Page MenuHomePhabricator

Backup opensearch dashboards data
Closed, ResolvedPublic

Description

At the moment we have redundancy for dashboards indices (i.e. dashboards are stored in opensearch) and we should add backups for disaster recovery purposes.

  • author scripts to dump/restore dashboards/indices to/from plain text files
  • run dumps periodically on hosts that run dashboards
  • instruct bacula to pick up said plain text dumps

Event Timeline

Grabbing exports direct from the Kibana API appears possible:

curl -X POST "http://localhost:5601/api/saved_objects/_export" -H 'Content-Type: application/json' -H 'kbn-xsrf: true' -d'{"type":["index-pattern","url","search","visualization","dashboard","config","query"],"includeReferencesDeep":true}' -o export.ndjson
[16:11]  <Lucas_WMDE> https://logstash.wikimedia.org/ only shows me an empty dashboard instead of the usual home page, is that an intentional change?
[16:11]  <Lucas_WMDE> (apparently there’s a default filter for host:ores2003, last 15 minutes, which yields no results…)
...
[16:13]  <    jynus> Lucas_WMDE: someone must have edited accidentally the home dashboard
[16:14]  <Lucas_WMDE> looks like it
[16:14]  <    jynus> Does anyone know if old versions are stored?
[16:14]  <Lucas_WMDE> now the ores2003 filter is gone
[16:14]  <    bd808> I just edited it to remove the filter
[16:14]  <Lucas_WMDE> I hope it wasn’t me >.<
[16:14]  <Lucas_WMDE> ok
[16:16]  <    bd808> did the "home" dashboard normally have some filters on it or has it historically just been a raw feed?
[16:16]  <    jynus> "The dashboards and visualizations are saved inside the .kibana index on your Elasticsearch cluster. If you had backup done to it, you can recover them from there, but otherwise there is no way"
[16:17]  <    jynus> bd808: it was an actually nice overview of the main dashboards
[16:17]  <Lucas_WMDE> yeah, it was quite useful
[16:17]  <    jynus> with links grouped by function
[16:17]  <    bd808> :((

I tracked down the markdown panel that had links to lots of dashboards, but it would have been ideal to just upload a known good version of the dashboard.

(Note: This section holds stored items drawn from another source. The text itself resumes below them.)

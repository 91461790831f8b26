use std::time::SystemTime;

use http::header::{
    CONTENT_LOCATION, CONTENT_LENGTH, CONTENT_TYPE, IF_MODIFIED_SINCE, IF_UNMODIFIED_SINCE,
    LAST_MODIFIED, LINK,
};
use http::{HeaderName, HeaderValue, StatusCode};
use httpfs_core::headers::header_str;
use httpfs_core::{Request, Response};

use crate::error::Result;
use crate::listing::{unix_seconds, LISTING_CONTENT_TYPE};
use crate::store::{FetchOptions, FsStore};

/// Seconds since the epoch named by a date header, if it parses.
fn date_header(request: &Request, name: HeaderName) -> Option<u64> {
    let value = header_str(request.headers(), name)?;
    httpdate::parse_http_date(value).ok().map(unix_seconds)
}

pub(crate) fn http_date(modified: SystemTime) -> Result<HeaderValue> {
    Ok(HeaderValue::from_str(&httpdate::fmt_http_date(modified))?)
}

/// Status, headers and links of the resolved target.
///
/// Conditions compare whole seconds, the resolution of an HTTP date.
/// `If-Unmodified-Since` is evaluated first.
pub(crate) async fn handle(
    store: &FsStore,
    request: Request,
    options: FetchOptions,
) -> Result<Response> {
    let resolved = store.resolve(&request).await?;
    let Some(stat) = resolved.stat else {
        return Ok(store.response(StatusCode::NOT_FOUND));
    };

    let modified = unix_seconds(stat.modified);
    let last_modified = http_date(stat.modified)?;
    if let Some(since) = date_header(&request, IF_UNMODIFIED_SINCE) {
        if modified > since {
            return Ok(store
                .response(StatusCode::PRECONDITION_FAILED)
                .with_header(LAST_MODIFIED, last_modified));
        }
    }
    if let Some(since) = date_header(&request, IF_MODIFIED_SINCE) {
        if modified <= since {
            return Ok(store
                .response(StatusCode::NOT_MODIFIED)
                .with_header(LAST_MODIFIED, last_modified));
        }
    }

    let links = if options.skip_links {
        Vec::new()
    } else {
        store
            .links
            .discover(store, &request, resolved.content_location.as_ref(), &stat)
            .await?
    };

    let target = resolved.target(&request);
    let mut response = store
        .response(StatusCode::OK)
        .with_header(LAST_MODIFIED, last_modified);

    let content_type = if stat.is_dir() {
        Some(LISTING_CONTENT_TYPE.to_string())
    } else {
        response = response.with_header(CONTENT_LENGTH, HeaderValue::from(stat.size));
        let path = store.path(target)?;
        store.content_types.content_type(&request, &path)
    };
    if let Some(content_type) = content_type {
        response = response.with_header(CONTENT_TYPE, HeaderValue::from_str(&content_type)?);
    }
    if let Some(content_location) = &resolved.content_location {
        response = response.with_header(
            CONTENT_LOCATION,
            HeaderValue::from_str(content_location.as_str())?,
        );
    }
    for link in links {
        response = response.with_appended_header(LINK, HeaderValue::from_str(&link.to_string())?);
    }
    Ok(response)
}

The logstash Home page dashboard was just deleted (probably accidentally). I am afraid the same thing could happen to other (or all) dashboards. Is this something that we can search someone to implement (hoping it should be just a script + a small amount of puppet).

Obviously, I can help with the bacula part. CC @lmata

colewhite renamed this task from Backup kibana indices to Backup opensearch dashboards data.May 19 2022, 7:39 PM
colewhite changed the task status from Open to In Progress.
colewhite claimed this task.
colewhite triaged this task as Medium priority.
colewhite updated the task description. (Show Details)

Change 798886 had a related patch set uploaded (by Cwhite; author: Cwhite):

[operations/puppet@production] opensearch_dashboards: add backup script enable job

https://gerrit.wikimedia.org/r/798886

Change 798886 merged by Cwhite:

[operations/puppet@production] opensearch_dashboards: add backup script enable job

https://gerrit.wikimedia.org/r/798886

We're now capturing 30d of dashboards data locally at /srv/backups/opensearch_dashboards.

Obviously, I can help with the bacula part.

@jcrespo Let me know if there is any more info you need or if I can help set up off-host backups.

There is an issue, and that is that that model doesn't really work with Bacula- Bacula requires a static address (a set of paths -be it directories or files- included and excluded. E.g. include => '/srv', exclude => '/srv/tmp'), and while we could configure /srv/backups/opensearch_dashboards, that would end up with 30 copies of the same backups stored everyday, which is not very efficient.

It is ok to keep locally additional copies- we do in fact that with databases or gitlab- but we should have a way to backup only the "latest" one, be it by having a distinct, static name or being on a unique directory, so e.g. only a backup is sent to bacula e.g. every day or every week and stored there long term. For example (although it doesn't have to be exactly the same), for databases we have an "ongoing", "latest" and "archive" set of folders, and we backup only the latest, preventing from backing up in-progress ones, or older ones, and we rotate them after a successful run, always keeping locally at least 2 copies. We also sync bacula scraping and dumping to ensure compatibility.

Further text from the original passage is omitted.